### Stored data
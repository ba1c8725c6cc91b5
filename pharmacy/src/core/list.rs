use sea_orm::{
    Condition, DatabaseConnection, DbErr, EntityTrait, Order, PaginatorTrait, QueryFilter,
    QueryOrder, QuerySelect, Select,
};

use super::traits::ListResource;
use crate::filtering::{PageSpec, SafeFilter, parse_pagination, parse_sort};
use crate::models::{ListQuery, ListResponse};

/// Everything a list request resolves to, computed once per request.
///
/// The count and the page fetch are both derived from `condition`, so the
/// reported total always describes the same rows the pages are cut from.
#[derive(Debug)]
pub struct ListPlan<R: ListResource> {
    pub filter: SafeFilter<R::ColumnType>,
    pub condition: Condition,
    pub ordering: Vec<(R::ColumnType, Order)>,
    pub page: PageSpec,
}

impl<R: ListResource> ListPlan<R> {
    #[must_use]
    pub fn for_resource(query: &ListQuery) -> Self {
        let filter = SafeFilter::from_query(query, &R::filter_columns());
        let condition = filter.to_condition();

        let mut ordering = R::order_by(parse_sort(query.sort.as_deref()));
        ordering.push((R::ID_COLUMN, Order::Asc));

        let page = parse_pagination(query.page.as_deref(), query.limit.as_deref(), R::PAGE_LIMITS);

        Self {
            filter,
            condition,
            ordering,
            page,
        }
    }

    /// Rows matching the filter, unordered and unpaged
    #[must_use]
    pub fn count_query(&self) -> Select<R::EntityType> {
        R::EntityType::find().filter(self.condition.clone())
    }

    /// One ordered page of rows matching the filter
    #[must_use]
    pub fn list_query(&self) -> Select<R::EntityType> {
        let query = self
            .ordering
            .iter()
            .fold(self.count_query(), |query, (column, order)| {
                query.order_by(*column, order.clone())
            });
        query.offset(self.page.skip).limit(self.page.limit)
    }
}

/// Serve one page of a list endpoint.
///
/// Malformed query values never fail the request; they fall back to "no
/// constraint" or to the default window.
///
/// # Errors
///
/// Returns a `DbErr` when the store fails.
pub async fn list_resource<R>(
    db: &DatabaseConnection,
    query: &ListQuery,
) -> Result<ListResponse<R::ListModel>, DbErr>
where
    R: ListResource,
    <R::EntityType as EntityTrait>::Model: Sync,
{
    let plan = ListPlan::<R>::for_resource(query);
    tracing::debug!(
        resource = R::RESOURCE_NAME,
        filter = ?plan.filter.predicates(),
        page = plan.page.page,
        limit = plan.page.limit,
        "Listing resource"
    );

    let (total, rows) = futures::try_join!(
        plan.count_query().count(db),
        plan.list_query().all(db)
    )?;

    let data = R::present(db, rows).await?;
    Ok(ListResponse {
        data,
        page: plan.page.page,
        pages: plan.page.page_count(total),
        total,
    })
}
pub mod health_product;
pub mod prescription;
pub mod product;
pub mod user;

use sea_orm::FromJsonQueryResult;
use serde::{Deserialize, Serialize};
use utoipa::ToSchema;

/// Free-form product tags, stored as a JSON array
#[derive(Clone, Debug, Default, PartialEq, Eq, Serialize, Deserialize, FromJsonQueryResult, ToSchema)]
#[serde(transparent)]
pub struct TagList(pub Vec<String>);
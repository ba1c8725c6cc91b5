//! # Error Handling
//!
//! Every handler returns `Result<_, ApiError>`. An `ApiError` becomes a
//! `{"message": ...}` body with the matching status code.
//!
//! Storage failures never reach the client: the response says "Server error"
//! and the underlying `DbErr` is logged with `tracing`.
//!
//! ```rust,ignore
//! use pharmacy::errors::ApiError;
//!
//! async fn show(db: &DatabaseConnection, id: &str) -> Result<Json<Model>, ApiError> {
//!     let id = parse_resource_id(id).ok_or_else(ApiError::invalid_id)?;
//!     let row = Entity::find_by_id(id)
//!         .one(db)
//!         .await?
//!         .ok_or_else(ApiError::not_found)?;
//!     Ok(Json(row))
//! }
//! ```

use axum::{
    Json,
    extract::rejection::JsonRejection,
    http::StatusCode,
    response::{IntoResponse, Response},
};
use sea_orm::DbErr;
use serde::{Deserialize, Serialize};
use std::fmt;
use utoipa::ToSchema;

/// Message sent for every 500
pub const SERVER_ERROR_MESSAGE: &str = "Server error";

pub const INVALID_BODY_MESSAGE: &str = "Invalid JSON body";

/// API error type with automatic logging and sanitized responses
#[derive(Debug)]
pub enum ApiError {
    /// 400 Bad Request: malformed id or unusable body
    BadRequest { message: String },

    /// 404 Not Found
    NotFound { message: String },

    /// 401 Unauthorized: missing or invalid bearer token
    Unauthorized { message: String },

    /// 403 Forbidden: valid token, insufficient role
    Forbidden { message: String },

    /// 500 Internal Server Error from the store (details logged, not exposed)
    Database { internal: DbErr },

    /// 500 Internal Server Error with optional details for the log
    Internal { internal: Option<String> },
}

impl ApiError {
    pub fn bad_request(message: impl Into<String>) -> Self {
        Self::BadRequest {
            message: message.into(),
        }
    }

    /// 400 for an id that does not have the store's format
    #[must_use]
    pub fn invalid_id() -> Self {
        Self::bad_request("Invalid id")
    }

    /// 404 with the generic message
    #[must_use]
    pub fn not_found() -> Self {
        Self::NotFound {
            message: "Not found".to_string(),
        }
    }

    pub fn not_found_with(message: impl Into<String>) -> Self {
        Self::NotFound {
            message: message.into(),
        }
    }

    #[must_use]
    pub fn unauthorized() -> Self {
        Self::Unauthorized {
            message: "Unauthorized".to_string(),
        }
    }

    #[must_use]
    pub fn forbidden() -> Self {
        Self::Forbidden {
            message: "Forbidden".to_string(),
        }
    }

    /// Wrap a store error. The details are logged but NOT sent to the user.
    #[must_use]
    pub fn database(err: DbErr) -> Self {
        Self::Database { internal: err }
    }

    pub fn internal(details: impl Into<String>) -> Self {
        Self::Internal {
            internal: Some(details.into()),
        }
    }

    /// HTTP status code for this error
    #[must_use]
    pub fn status_code(&self) -> StatusCode {
        match self {
            Self::BadRequest { .. } => StatusCode::BAD_REQUEST,
            Self::NotFound { .. } => StatusCode::NOT_FOUND,
            Self::Unauthorized { .. } => StatusCode::UNAUTHORIZED,
            Self::Forbidden { .. } => StatusCode::FORBIDDEN,
            Self::Database { .. } | Self::Internal { .. } => StatusCode::INTERNAL_SERVER_ERROR,
        }
    }

    /// User-facing message (sanitized)
    #[must_use]
    pub fn user_message(&self) -> String {
        match self {
            Self::BadRequest { message }
            | Self::NotFound { message }
            | Self::Unauthorized { message }
            | Self::Forbidden { message } => message.clone(),
            Self::Database { .. } | Self::Internal { .. } => SERVER_ERROR_MESSAGE.to_string(),
        }
    }

    fn log_internal(&self) {
        match self {
            Self::Database { internal } => {
                tracing::error!(error = ?internal, "Database error occurred");
            }
            Self::Internal {
                internal: Some(details),
            } => {
                tracing::error!(details = %details, "Internal error occurred");
            }
            _ => {
                tracing::debug!(
                    error = %self.user_message(),
                    status = %self.status_code(),
                    "API error"
                );
            }
        }
    }
}

/// Error body sent to clients
#[derive(Debug, Serialize, Deserialize, ToSchema)]
pub struct ErrorResponse {
    pub message: String,
}

impl IntoResponse for ApiError {
    fn into_response(self) -> Response {
        self.log_internal();
        let status = self.status_code();
        let body = ErrorResponse {
            message: self.user_message(),
        };
        (status, Json(body)).into_response()
    }
}

impl fmt::Display for ApiError {
    fn fmt(&self, f: &mut fmt::Formatter<'_>) -> fmt::Result {
        write!(f, "{}", self.user_message())
    }
}

impl std::error::Error for ApiError {}

/// `DbErr::RecordNotFound` becomes 404; every other store error becomes 500.
impl From<DbErr> for ApiError {
    fn from(err: DbErr) -> Self {
        match err {
            DbErr::RecordNotFound(_) => Self::not_found(),
            other => Self::database(other),
        }
    }
}

/// Malformed, mistyped or non-JSON bodies all read as a 400 with a `{message}` body.
impl From<JsonRejection> for ApiError {
    fn from(rejection: JsonRejection) -> Self {
        tracing::debug!(reason = %rejection.body_text(), "Rejected request body");
        Self::bad_request(INVALID_BODY_MESSAGE)
    }
}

### Assignment
The lines you need are those holding the word "ListPlan"; copy each of them from the material above.

### Response below
pub struct ListPlan<R: ListResource> {
impl<R: ListResource> ListPlan<R> {
    let plan = ListPlan::<R>::for_resource(query);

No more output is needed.